The higher the UV index, the more likely you are to burn out in the sun. During the sun’s peak hours, between 10 a.m. and 4 p.m., the UV index ranges from eight to 10, which is very high. During those peak hours, try to stay in the shade and avoid becoming sunburnt.

Wear protective clothing.

When you can, wear clothing that covers your arms and legs to prevent sun exposure. Protect your head, face, ears and neck by wearing a wide-brim hat. Protect your eyes by wearing sunglasses.

Wear sunscreen.

Even on cloudy days, it’s important to wear sunscreen. Choose a broad-spectrum sunscreen, with an SPF of 30 or higher, that is water resistant. Apply your sunscreen to any area that is exposed to the sun, 15 to 30 minutes before being in the sun. Don’t forget to protect your lips with a lip balm that has an SPF of at least 30. Sunscreen should be reapplied every two hours, especially when swimming or sweating.

Examine your skin.

Skin cancer, when found early, is very treatable. Each month, examine your skin from head to toe, to check for any abnormalities.
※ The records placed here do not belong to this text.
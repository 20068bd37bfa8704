//! WebSocket chat transport.
//!
//! A connection is scoped to one session. The client sends `{"message": ...}`
//! frames; for each one the server runs a turn and forwards the event stream
//! as JSON text frames until `turn.done` or `turn.error`. Closing the socket
//! cancels the in-flight turn. Connections never replay past events; durable
//! history is the REST session detail endpoint.

use axum::{
    extract::{
        ws::{Message, WebSocket, WebSocketUpgrade},
        Path, State,
    },
    response::IntoResponse,
};
use tokio_util::sync::CancellationToken;

use silica_core::LoopEvent;

use crate::types::WsClientMessage;
use crate::AppState;

pub const TRANSPORT_TAG: &str = "ws";
const WS_QUEUE: usize = 256;

pub async fn handler(
    ws: WebSocketUpgrade,
    Path(session_id): Path<String>,
    State(state): State<AppState>,
) -> impl IntoResponse {
    ws.on_upgrade(move |socket| connection(socket, state, session_id))
}

async fn connection(mut socket: WebSocket, state: AppState, session_id: String) {
    if state.core.sessions.open(&session_id).is_err() {
        let _ = socket
            .send(Message::Text(
                serde_json::json!({
                    "type": "turn.error",
                    "error": format!("session '{}' not found", session_id),
                    "code": "SessionNotFound"
                })
                .to_string(),
            ))
            .await;
        return;
    }
    if let Err(e) = state.core.sessions.set_active(TRANSPORT_TAG, &session_id).await {
        tracing::warn!(session_id, "failed to set ws cursor: {}", e);
    }

    tracing::info!(session_id, "websocket chat connected");

    while let Some(Ok(frame)) = socket.recv().await {
        let text = match frame {
            Message::Text(text) => text,
            Message::Close(_) => break,
            _ => continue,
        };
        let Ok(client_msg) = serde_json::from_str::<WsClientMessage>(&text) else {
            let _ = socket
                .send(Message::Text(
                    serde_json::json!({
                        "type": "turn.error",
                        "error": "expected {\"message\": string}",
                        "code": "BadArgs"
                    })
                    .to_string(),
                ))
                .await;
            continue;
        };

        let cancel = CancellationToken::new();
        let (sub_id, mut events) = state.core.bus.subscribe(&session_id, WS_QUEUE).await;

        let agent = state.core.agent.clone();
        let turn_session = session_id.clone();
        let turn_cancel = cancel.clone();
        let turn = tokio::spawn(async move {
            let _ = agent
                .run_turn(&turn_session, TRANSPORT_TAG, client_msg.message, turn_cancel)
                .await;
        });

        // Forward until the turn settles; a failed send means the client
        // dropped mid-turn.
        let mut client_gone = false;
        while let Some(event) = events.recv().await {
            let terminal = matches!(
                event,
                LoopEvent::TurnDone { .. } | LoopEvent::TurnError { .. }
            );
            let data = match serde_json::to_string(&event) {
                Ok(data) => data,
                Err(_) => continue,
            };
            if socket.send(Message::Text(data)).await.is_err() {
                cancel.cancel();
                client_gone = true;
                break;
            }
            if terminal {
                break;
            }
        }

        state.core.bus.unsubscribe(&session_id, sub_id).await;
        if client_gone {
            let _ = turn.await;
            break;
        }
    }

    state.core.sessions.clear_active(TRANSPORT_TAG).await;
    tracing::info!(session_id, "websocket chat disconnected");
}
When performing your self-exam, look for any growths, moles, birthmarks or brown spots that increase in size, color or texture, or are bigger than a pencil eraser. Keep an eye on any sores that continuously itch, hurt, bleed and do not heal within a few weeks.

If something looks unusual to you, contact your dermatologist to schedule an appointment. See a board-certified dermatologist at least once per year for a professional skin exam, to help detect skin cancer early.